Association of Sugar Intake with Inflammation- and Angiogenesis-Related Biomarkers in Newly Diagnosed Colorectal Cancer Patients
Kelly L. Stewart, Biljana Gigic, Caroline Himbert, Christy A. Warby, Jennifer Ose, Tengda Lin, Petra Schrotz‐King, Jürgen Boehm, Kristine C. Jordan, Julie Metos, Martin Schneider, Jane C. Figueiredo, Christopher I. Li, David Shibata, Erin M. Siegel, Adetunji T. Toriola, Sheetal Hardikar, Cornelia M. Ulrich
Abstract
Evidence suggests a positive association between sugar intake and colorectal cancer (CRC) outcomes. We sought to investigate inflammation and angiogenesis as underlying mechanisms behind increased sugar intake and worse CRC outcomes. Pre-surgery serum samples were obtained from 191 patients diagnosed with primary invasive stage I-IV CRC. Biomarkers of inflammation (CRP, SAA, IL-6, IL-8, MCP-1, TNFα) and angiogenesis (VEGFA, VEGFD, sICAM-1 and sVCAM-1) were analyzed (Meso-Scale-Discovery). Fructose, glucose, sucrose, and total sugar intake (calories/day, % total calories) were assessed by FFQ. Pearson’s correlation and multiple linear regression analyses were performed. Patients were on average 64 years old, 64% were male, the majority was diagnosed with stage II-III (58%) cancers, and 67% were either overweight or obese.
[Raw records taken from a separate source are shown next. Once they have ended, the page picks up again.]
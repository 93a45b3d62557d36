// Copyright 2026 The Aura Sentinel Authors.
// This file is part of aura-sentinel.

// aura-sentinel is free software: you can redistribute it and/or modify
// it under the terms of the GNU General Public License as published by
// the Free Software Foundation, either version 3 of the License, or
// (at your option) any later version.

// aura-sentinel is distributed in the hope that it will be useful,
// but WITHOUT ANY WARRANTY; without even the implied warranty of
// MERCHANTABILITY or FITNESS FOR A PARTICULAR PURPOSE.  See the
// GNU General Public License for more details.

// You should have received a copy of the GNU General Public License
// along with aura-sentinel.  If not, see <http://www.gnu.org/licenses/>.

//! Minimal ABI plumbing for the two validator-set contract reads the
//! monitor needs. We only ever call fixed, known function signatures, so we
//! compute selectors by hand instead of pulling in `ethabi::Function` and
//! its builder API.

use ethabi::{ParamType, Token};
use ethereum_types::{Address, U256};

use crate::error::RpcError;

/// `keccak256(signature)[0..4]`, the standard Solidity function selector.
fn selector(signature: &str) -> [u8; 4] {
    let hash = keccak_hash::keccak(signature.as_bytes());
    let mut out = [0u8; 4];
    out.copy_from_slice(&hash.as_bytes()[..4]);
    out
}

/// Calldata for `getEpochStartHeights()`.
pub fn encode_get_epoch_start_heights() -> Vec<u8> {
    selector("getEpochStartHeights()").to_vec()
}

pub fn decode_epoch_start_heights(data: &[u8]) -> Result<Vec<u64>, RpcError> {
    let tokens = ethabi::decode(&[ParamType::Array(Box::new(ParamType::Uint(256)))], data)
        .map_err(|e| RpcError::Decode(format!("getEpochStartHeights return value: {e}")))?;
    let [Token::Array(values)] = tokens.as_slice() else {
        return Err(RpcError::Decode(
            "getEpochStartHeights: expected a single array token".to_string(),
        ));
    };
    values
        .iter()
        .map(|token| {
            token
                .clone()
                .into_uint()
                .map(|value| value.as_u64())
                .ok_or_else(|| RpcError::Decode("expected uint256 array element".to_string()))
        })
        .collect()
}

/// Calldata for `getValidators(uint256)`.
pub fn encode_get_validators(epoch_start_height: u64) -> Vec<u8> {
    let mut data = selector("getValidators(uint256)").to_vec();
    let mut encoded = [0u8; 32];
    U256::from(epoch_start_height).to_big_endian(&mut encoded);
    data.extend_from_slice(&encoded);
    data
}

pub fn decode_validators(data: &[u8]) -> Result<Vec<Address>, RpcError> {
    let tokens = ethabi::decode(&[ParamType::Array(Box::new(ParamType::Address))], data)
        .map_err(|e| RpcError::Decode(format!("getValidators return value: {e}")))?;
    let [Token::Array(values)] = tokens.as_slice() else {
        return Err(RpcError::Decode(
            "getValidators: expected a single array token".to_string(),
        ));
    };
    values
        .iter()
        .map(|token| {
            token
                .clone()
                .into_address()
                .map(|addr| Address::from_slice(addr.as_bytes()))
                .ok_or_else(|| RpcError::Decode("expected address array element".to_string()))
        })
        .collect()
}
Among normal-weight individuals (BMI <25 kg/m2), we observed a significant inverse association between VEGFD and any type of sugar intake in cal/day (sucrose: p = 0.01, glucose and fructose: p < 0.001) and MCP-1 and fructose intake (p = 0.05). The magnitude of reduction in VEGF ranged between −1.24 for sucrose to 4.49 for glucose intake, and −2.64 for fructose intake for MCP-1 levels. Sugar intake was associated with some inflammation or angiogenesis biomarkers, among CRC patients; differences were observed by adiposity that warrant further investigation.Supplemental data for this article is available online at at 10.1080/01635581.2021.1957133.